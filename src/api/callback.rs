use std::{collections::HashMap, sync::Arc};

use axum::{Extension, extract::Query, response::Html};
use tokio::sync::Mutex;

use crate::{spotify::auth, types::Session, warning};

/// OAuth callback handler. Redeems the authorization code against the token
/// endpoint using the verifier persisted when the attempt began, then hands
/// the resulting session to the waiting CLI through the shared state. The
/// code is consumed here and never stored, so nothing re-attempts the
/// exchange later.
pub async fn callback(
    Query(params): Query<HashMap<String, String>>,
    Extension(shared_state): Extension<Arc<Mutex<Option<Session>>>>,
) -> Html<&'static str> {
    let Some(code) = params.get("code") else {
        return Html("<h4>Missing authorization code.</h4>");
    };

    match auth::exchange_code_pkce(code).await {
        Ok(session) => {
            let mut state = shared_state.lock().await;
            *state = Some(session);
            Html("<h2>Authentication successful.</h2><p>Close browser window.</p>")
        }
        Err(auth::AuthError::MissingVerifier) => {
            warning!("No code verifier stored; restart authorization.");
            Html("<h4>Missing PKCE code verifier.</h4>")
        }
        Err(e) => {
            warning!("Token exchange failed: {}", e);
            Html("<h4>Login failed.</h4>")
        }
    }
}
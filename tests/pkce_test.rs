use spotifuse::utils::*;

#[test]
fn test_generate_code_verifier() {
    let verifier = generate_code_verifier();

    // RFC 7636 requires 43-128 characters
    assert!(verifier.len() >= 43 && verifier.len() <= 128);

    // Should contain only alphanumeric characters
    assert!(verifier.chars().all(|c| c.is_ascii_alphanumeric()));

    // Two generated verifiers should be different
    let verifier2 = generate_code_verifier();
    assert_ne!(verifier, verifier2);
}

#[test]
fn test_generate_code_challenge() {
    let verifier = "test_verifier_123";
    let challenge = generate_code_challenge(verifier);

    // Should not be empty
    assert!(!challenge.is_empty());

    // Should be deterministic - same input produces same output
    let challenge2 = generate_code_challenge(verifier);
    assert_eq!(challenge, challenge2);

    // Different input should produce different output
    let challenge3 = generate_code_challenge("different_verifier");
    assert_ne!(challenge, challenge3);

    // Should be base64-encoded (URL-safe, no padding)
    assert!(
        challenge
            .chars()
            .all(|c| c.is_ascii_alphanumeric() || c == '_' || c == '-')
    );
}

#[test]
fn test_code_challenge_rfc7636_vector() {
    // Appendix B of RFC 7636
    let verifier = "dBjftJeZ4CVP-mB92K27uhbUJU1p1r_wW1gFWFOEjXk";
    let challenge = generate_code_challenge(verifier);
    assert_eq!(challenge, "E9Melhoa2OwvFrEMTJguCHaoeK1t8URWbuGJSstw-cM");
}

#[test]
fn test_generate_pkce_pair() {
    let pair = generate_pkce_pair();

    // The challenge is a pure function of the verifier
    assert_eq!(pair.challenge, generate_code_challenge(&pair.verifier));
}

☆ ☆ ☆

- **Exercise**: For the material, state how many lines include the string "params"; the answer is that number alone.

- **Output of the task**: 2